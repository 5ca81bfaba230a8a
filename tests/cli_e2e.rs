//! End-to-end CLI tests for the hostfetch binary.

use std::path::Path;

use assert_cmd::Command;
use predicates::prelude::*;
use wiremock::matchers::{method, path};
use wiremock::{Mock, ResponseTemplate};

mod support;
use support::socket_guard::start_mock_server_or_skip;

/// Binary isolated from the user's config and accounts.
fn hostfetch(config_home: &Path) -> Command {
    let mut cmd = Command::cargo_bin("hostfetch").unwrap();
    cmd.env("XDG_CONFIG_HOME", config_home)
        .env("HOME", config_home)
        .env_remove("RUST_LOG");
    cmd
}

#[test]
fn test_binary_help_displays_usage() {
    let home = tempfile::tempdir().unwrap();
    hostfetch(home.path())
        .arg("--help")
        .assert()
        .success()
        .stdout(predicate::str::contains("Resolve and fetch files"));
}

#[test]
fn test_binary_version_displays_version() {
    let home = tempfile::tempdir().unwrap();
    hostfetch(home.path())
        .arg("--version")
        .assert()
        .success()
        .stdout(predicate::str::contains("hostfetch"));
}

#[test]
fn test_binary_requires_subcommand() {
    let home = tempfile::tempdir().unwrap();
    hostfetch(home.path()).assert().failure();
}

#[test]
fn test_providers_lists_priority_order() {
    let home = tempfile::tempdir().unwrap();
    hostfetch(home.path())
        .arg("providers")
        .assert()
        .success()
        .stdout(predicate::str::contains(" 1. oboom.com"))
        .stdout(predicate::str::contains(" 8. basic"))
        .stdout(predicate::str::is_match(r"real-debrid\.com\s+retrieve, accounts, configure").unwrap());
}

#[test]
fn test_resolve_unsupported_scheme_fails() {
    let home = tempfile::tempdir().unwrap();
    hostfetch(home.path())
        .args(["-q", "resolve", "ftp://files.example.com/a.bin"])
        .assert()
        .failure()
        .stdout(predicate::str::contains("error\tftp://files.example.com/a.bin"))
        .stderr(predicate::str::contains("1 of 1 items could not be resolved"));
}

#[test]
fn test_resolve_invalid_url_fails() {
    let home = tempfile::tempdir().unwrap();
    hostfetch(home.path())
        .args(["resolve", "not a url"])
        .assert()
        .failure()
        .stdout(predicate::str::contains("invalid URL"));
}

#[test]
fn test_bad_config_is_reported() {
    let home = tempfile::tempdir().unwrap();
    let config = home.path().join("bad.toml");
    std::fs::write(&config, "max_depth = 500\n").unwrap();
    hostfetch(home.path())
        .args(["--config"])
        .arg(&config)
        .arg("providers")
        .assert()
        .failure()
        .stderr(predicate::str::contains("failed to load config"));
}

#[test]
fn test_accounts_list_empty() {
    let home = tempfile::tempdir().unwrap();
    hostfetch(home.path())
        .args(["accounts", "list"])
        .assert()
        .success()
        .stdout(predicate::str::contains("No accounts stored"));
}

#[test]
fn test_accounts_list_hides_secrets() {
    let home = tempfile::tempdir().unwrap();
    let accounts = home.path().join("accounts.json");
    std::fs::write(
        &accounts,
        r#"{"rapidgator.net": [{"username": "me@example.com", "password": "hunter2"}]}"#,
    )
    .unwrap();
    hostfetch(home.path())
        .arg("--accounts-file")
        .arg(&accounts)
        .args(["accounts", "list"])
        .assert()
        .success()
        .stdout(predicate::str::contains("me@example.com"))
        .stdout(predicate::str::contains("hunter2").not());
}

#[test]
fn test_accounts_add_unknown_provider_fails() {
    let home = tempfile::tempdir().unwrap();
    hostfetch(home.path())
        .args(["accounts", "add", "nosuch.example"])
        .assert()
        .failure()
        .stderr(predicate::str::contains("unknown provider 'nosuch.example'"));
}

#[tokio::test(flavor = "multi_thread")]
async fn test_resolve_and_get_generic_link() {
    let Some(server) = start_mock_server_or_skip().await else {
        return;
    };
    Mock::given(method("HEAD"))
        .and(path("/files/data.bin"))
        .respond_with(ResponseTemplate::new(200).insert_header("content-length", "3"))
        .mount(&server)
        .await;
    Mock::given(method("GET"))
        .and(path("/files/data.bin"))
        .respond_with(ResponseTemplate::new(200).set_body_bytes(b"abc".to_vec()))
        .mount(&server)
        .await;

    let home = tempfile::tempdir().unwrap();
    let link = format!("{}/files/data.bin", server.uri());

    hostfetch(home.path())
        .args(["resolve", &link])
        .assert()
        .success()
        .stdout(predicate::str::contains("resolved\t"))
        .stdout(predicate::str::contains("\tdata.bin\t"))
        .stdout(predicate::str::contains("\tbasic"));

    let out = tempfile::tempdir().unwrap();
    hostfetch(home.path())
        .args(["get", "--no-progress", "-o"])
        .arg(out.path())
        .arg(&link)
        .assert()
        .success()
        .stdout(predicate::str::contains("saved\t"));
    assert_eq!(std::fs::read(out.path().join("data.bin")).unwrap(), b"abc");
}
★ ★ ★ ★
** Exercise requirements **
Show me each line of the listing above with "ResponseTemplate" in it.

** Completed task **
use wiremock::{Mock, ResponseTemplate};
        .respond_with(ResponseTemplate::new(200).insert_header("content-length", "3"))
        .respond_with(ResponseTemplate::new(200).set_body_bytes(b"abc".to_vec()))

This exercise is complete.